It looks like another week of rain here in West Virginia….So running, gym climbing and route developing.  Life is hard.

Tactics for getting it done. Aka. Stacking the odds in your favor.

Anyone who has read my blog or talked to me knows that I’m straight forward with my motivations for climbing. Climbing is my life and I work very hard to climb as hard as possible.
Sticking the crux on “The Beast in Me” 5.12a R.  Photo Jared Musgrave

I will note that I am referring to sport climbing and bouldering. When I gear climb I will typically try to climb the route “well” as in not be a chuffer with my gear, climb efficiently etc.
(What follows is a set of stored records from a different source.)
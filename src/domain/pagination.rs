use serde::{Deserialize, Serialize};

/// Map zoom sent to the provider. Lower values cover a wider area.
#[derive(Debug, Clone, Copy, PartialEq, Eq, PartialOrd, Ord, Serialize)]
pub struct RadiusLevel(pub u8);

#[derive(Debug, Clone, Copy, PartialEq, Eq, Serialize)]
pub struct PagePlan {
    pub radius: RadiusLevel,
    pub max_pages: u32,
}

#[derive(Debug, Clone, Copy, PartialEq, Eq, Default, Serialize, Deserialize)]
#[serde(rename_all = "snake_case")]
pub enum PaginationMode {
    #[default]
    Adaptive,
    Grid,
}

/// (minimum weight, zoom, pages), heaviest tier first.
const WEIGHT_TIERS: &[(u64, u8, u32)] = &[
    (500_000, 11, 5),
    (100_000, 12, 4),
    (50_000, 13, 3),
    (10_000, 14, 2),
];
const FALLBACK_PLAN: PagePlan = PagePlan {
    radius: RadiusLevel(15),
    max_pages: 1,
};

pub fn plan_for(weight: u64) -> PagePlan {
    WEIGHT_TIERS
        .iter()
        .find(|(min_weight, ..)| weight >= *min_weight)
        .map(|&(_, zoom, max_pages)| PagePlan {
            radius: RadiusLevel(zoom),
            max_pages,
        })
        .unwrap_or(FALLBACK_PLAN)
}

#[derive(Debug, Clone, Copy, PartialEq, Eq)]
pub enum PageDecision {
    Continue,
    Stop,
}

/// Exhaustive pagination of a single grid cell. Gives up after two
/// consecutive pages without new records or at the hard ceiling.
#[derive(Debug)]
pub struct GridPager {
    ceiling: u32,
    issued: u32,
    consecutive_empty: u32,
}

const MAX_CONSECUTIVE_EMPTY: u32 = 2;

impl GridPager {
    pub fn new(ceiling: u32) -> Self {
        GridPager {
            ceiling: ceiling.max(1),
            issued: 0,
            consecutive_empty: 0,
        }
    }

    pub fn plan(&self, radius: RadiusLevel) -> PagePlan {
        PagePlan {
            radius,
            max_pages: self.ceiling,
        }
    }

    pub fn pages_issued(&self) -> u32 {
        self.issued
    }

    pub fn record_page(&mut self, new_records: usize) -> PageDecision {
        self.issued += 1;
        match new_records {
            0 => self.consecutive_empty += 1,
            _ => self.consecutive_empty = 0,
        }

        match self.consecutive_empty >= MAX_CONSECUTIVE_EMPTY || self.issued >= self.ceiling {
            true => PageDecision::Stop,
            false => PageDecision::Continue,
        }
    }
}
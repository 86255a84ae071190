use std::{net::TcpListener, sync::Arc, time::Duration};

use actix_web::web::Data;
use env_logger::Env;
use geocrawl::{
    configuration::get_configuration,
    dal::place_db::{NoopPlaceStore, PgPlaceStore, PlaceStore},
    domain::query::QueryCatalog,
    services::{CrawlContext, JobController, ReferenceData, SerperClient},
    startup::run,
};
use sqlx::postgres::PgPoolOptions;

#[tokio::main]
async fn main() -> anyhow::Result<()> {
    env_logger::Builder::from_env(Env::default().default_filter_or("info")).init();

    let configuration = get_configuration().expect("Failed to read configuration.");

    let store: Arc<dyn PlaceStore> = match configuration.database.enabled {
        true => {
            let connection_pool = PgPoolOptions::new()
                .max_connections(5)
                .acquire_timeout(Duration::from_secs(10))
                .idle_timeout(Duration::from_secs(15 * 60)) // 15 minutes
                .connect_lazy_with(configuration.database.with_db());
            sqlx::migrate!("./migrations").run(&connection_pool).await?;
            Arc::new(PgPlaceStore::new(connection_pool))
        }
        false => {
            log::warn!("Database disabled, known places are not remembered between runs");
            Arc::new(NoopPlaceStore)
        }
    };

    if configuration.api_keys.serper.is_empty() {
        log::warn!("No places provider API key configured, every search will come back empty");
    }
    let provider = SerperClient::new(
        configuration.api_keys.serper,
        configuration.provider.url()?,
        configuration.provider.timeout(),
    )?;
    let reference = ReferenceData::load(&configuration.regions)?;

    let controller = JobController::new(CrawlContext {
        provider: Arc::new(provider),
        store: store.clone(),
        reference: Arc::new(reference),
        catalog: QueryCatalog::default(),
        settings: configuration.crawler,
    });

    let address = format!(
        "{}:{}",
        configuration.application.host, configuration.application.port
    );
    let listener = TcpListener::bind(&address)?;
    log::info!("Listening on {}", address);

    run(listener, Data::new(controller), Data::from(store))?.await?;
    Ok(())
}
use std::{fs, path::Path};

use serde::Deserialize;

#[derive(Debug, Clone, Copy, PartialEq, Deserialize)]
pub struct BoundingBox {
    pub min_lat: f64,
    pub max_lat: f64,
    pub min_lon: f64,
    pub max_lon: f64,
}

impl BoundingBox {
    pub fn contains(&self, lat: f64, lon: f64) -> bool {
        lat >= self.min_lat && lat <= self.max_lat && lon >= self.min_lon && lon <= self.max_lon
    }

    pub fn center(&self) -> (f64, f64) {
        (
            (self.min_lat + self.max_lat) / 2.0,
            (self.min_lon + self.max_lon) / 2.0,
        )
    }
}

/// A point whose sub-region is known and must not be derived from the
/// rectangles. `tolerance` is measured in degrees on both axes.
#[derive(Debug, Clone, Copy, PartialEq, Deserialize)]
pub struct PointOverride {
    pub lat: f64,
    pub lon: f64,
    pub tolerance: f64,
}

impl PointOverride {
    fn matches(&self, lat: f64, lon: f64) -> bool {
        (lat - self.lat).abs() <= self.tolerance && (lon - self.lon).abs() <= self.tolerance
    }
}

#[derive(Debug, Clone, Deserialize)]
pub struct SubRegion {
    pub code: String,
    pub name: String,
    pub bounds: BoundingBox,
    #[serde(default)]
    pub overrides: Vec<PointOverride>,
}

#[derive(Debug, Clone, Deserialize)]
pub struct SubRegionTable {
    pub sub_regions: Vec<SubRegion>,
    /// Codes of small regions fully surrounded by a larger one, checked in
    /// order when rectangles overlap.
    #[serde(default)]
    pub enclave_priority: Vec<String>,
}

impl SubRegionTable {
    pub fn from_file(path: &Path) -> anyhow::Result<Self> {
        let content = fs::read_to_string(path)?;
        Ok(serde_json::from_str(&content)?)
    }
}

pub struct GeoClassifier {
    table: SubRegionTable,
}

impl GeoClassifier {
    pub fn new(table: SubRegionTable) -> Self {
        GeoClassifier { table }
    }

    pub fn knows(&self, code: &str) -> bool {
        self.table
            .sub_regions
            .iter()
            .any(|sr| sr.code.eq_ignore_ascii_case(code))
    }

    pub fn classify(&self, lat: f64, lon: f64) -> Option<&str> {
        let forced = self.table.sub_regions.iter().find(|sr| {
            sr.overrides
                .iter()
                .any(|point_override| point_override.matches(lat, lon))
        });
        if let Some(sr) = forced {
            return Some(sr.code.as_str());
        }

        let candidates: Vec<&SubRegion> = self
            .table
            .sub_regions
            .iter()
            .filter(|sr| sr.bounds.contains(lat, lon))
            .collect();

        match candidates.as_slice() {
            [] => None,
            [only] => Some(only.code.as_str()),
            _ => {
                let enclave = self.table.enclave_priority.iter().find_map(|code| {
                    candidates.iter().find(|sr| &sr.code == code).copied()
                });

                enclave
                    .or_else(|| {
                        candidates
                            .iter()
                            .min_by(|a, b| {
                                center_distance(&a.bounds, lat, lon)
                                    .total_cmp(&center_distance(&b.bounds, lat, lon))
                            })
                            .copied()
                    })
                    .map(|sr| sr.code.as_str())
            }
        }
    }
}

fn center_distance(bounds: &BoundingBox, lat: f64, lon: f64) -> f64 {
    let (center_lat, center_lon) = bounds.center();
    ((lat - center_lat).powi(2) + (lon - center_lon).powi(2)).sqrt()
}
Here are a few tips to stack the odds in your favor: 
  • Work out beta; Look around too.  Don’t just follow the tick marks, look for new holds and new beta.  Especially at the Red River Gorge, I’ve found “new holds” many times.
  • Stack gear for dangerous sections.  If you are placing small gear, place more than once piece.  The extra energy is worth the headspace.
  • One sporty sport routes, consider hanging really long slings on bolts so you can clip, and then clip up. With some smart sling-work you can put a “bolt” anywhere you want it.
David Statler with the extended sling on “Harlequin” 5.12b.  Endless Wall, New River Gorge.

For a hard start and dangerous second clip, just stick-clip the second bolt.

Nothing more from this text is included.